What to work on -
Once you reach the line containing "Task store errors." in the data below, restate each line word for word up to and including the one containing "later may succeed.".

*** Begin section ***

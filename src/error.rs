//! Error types for the dispatch subsystem.

use std::time::Duration;

/// Top-level error type.
#[derive(Debug, thiserror::Error)]
pub enum Error {
    #[error("Configuration error: {0}")]
    Config(#[from] ConfigError),

    #[error("Database error: {0}")]
    Database(#[from] DatabaseError),

    #[error("Queue error: {0}")]
    Queue(#[from] QueueError),

    #[error("Runtime error: {0}")]
    Runtime(#[from] RuntimeError),
}

/// Configuration-related errors.
#[derive(Debug, thiserror::Error)]
pub enum ConfigError {
    #[error("Invalid configuration value for {key}: {message}")]
    InvalidValue { key: String, message: String },
}

/// Task store errors.
#[derive(Debug, thiserror::Error)]
pub enum DatabaseError {
    /// The backing database could not be opened or reached.
    #[error("Store unavailable: {0}")]
    Unavailable(String),

    #[error("Store call {operation} timed out after {timeout:?}")]
    Timeout {
        operation: &'static str,
        timeout: Duration,
    },

    #[error("Query failed: {0}")]
    Query(String),

    #[error("Task {id} not found")]
    NotFound { id: i64 },

    /// Version mismatch or disallowed status transition.
    #[error("Update conflict on task {id}: {reason}")]
    Conflict { id: i64, reason: String },

    #[error("Migration failed: {0}")]
    Migration(String),

    #[error("Serialization error: {0}")]
    Serialization(String),
}

impl DatabaseError {
    /// Whether retrying the same call later may succeed.
    pub fn is_transient(&self) -> bool {
        matches!(
            self,
            Self::Unavailable(_) | Self::Timeout { .. } | Self::Query(_)
        )
    }
}

/// Task queue errors. A full queue is not an error: `add` waits instead.
#[derive(Debug, Clone, PartialEq, Eq, thiserror::Error)]
pub enum QueueError {
    #[error("Enqueue of task {id} cancelled")]
    Cancelled { id: i64 },
}

/// Runtime lifecycle errors.
#[derive(Debug, thiserror::Error)]
pub enum RuntimeError {
    #[error("{remaining} background loop(s) still running after {grace:?}; aborted")]
    ShutdownTimeout { remaining: usize, grace: Duration },

    #[error("Background loop panicked: {0}")]
    Panicked(String),
}

/// Result type alias for the crate.
pub type Result<T> = std::result::Result<T, Error>;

*** End section ***

Result for this task -
/// Task store errors.
#[derive(Debug, thiserror::Error)]
pub enum DatabaseError {
    /// The backing database could not be opened or reached.
    #[error("Store unavailable: {0}")]
    Unavailable(String),

    #[error("Store call {operation} timed out after {timeout:?}")]
    Timeout {
        operation: &'static str,
        timeout: Duration,
    },

    #[error("Query failed: {0}")]
    Query(String),

    #[error("Task {id} not found")]
    NotFound { id: i64 },

    /// Version mismatch or disallowed status transition.
    #[error("Update conflict on task {id}: {reason}")]
    Conflict { id: i64, reason: String },

    #[error("Migration failed: {0}")]
    Migration(String),

    #[error("Serialization error: {0}")]
    Serialization(String),
}

impl DatabaseError {
    /// Whether retrying the same call later may succeed.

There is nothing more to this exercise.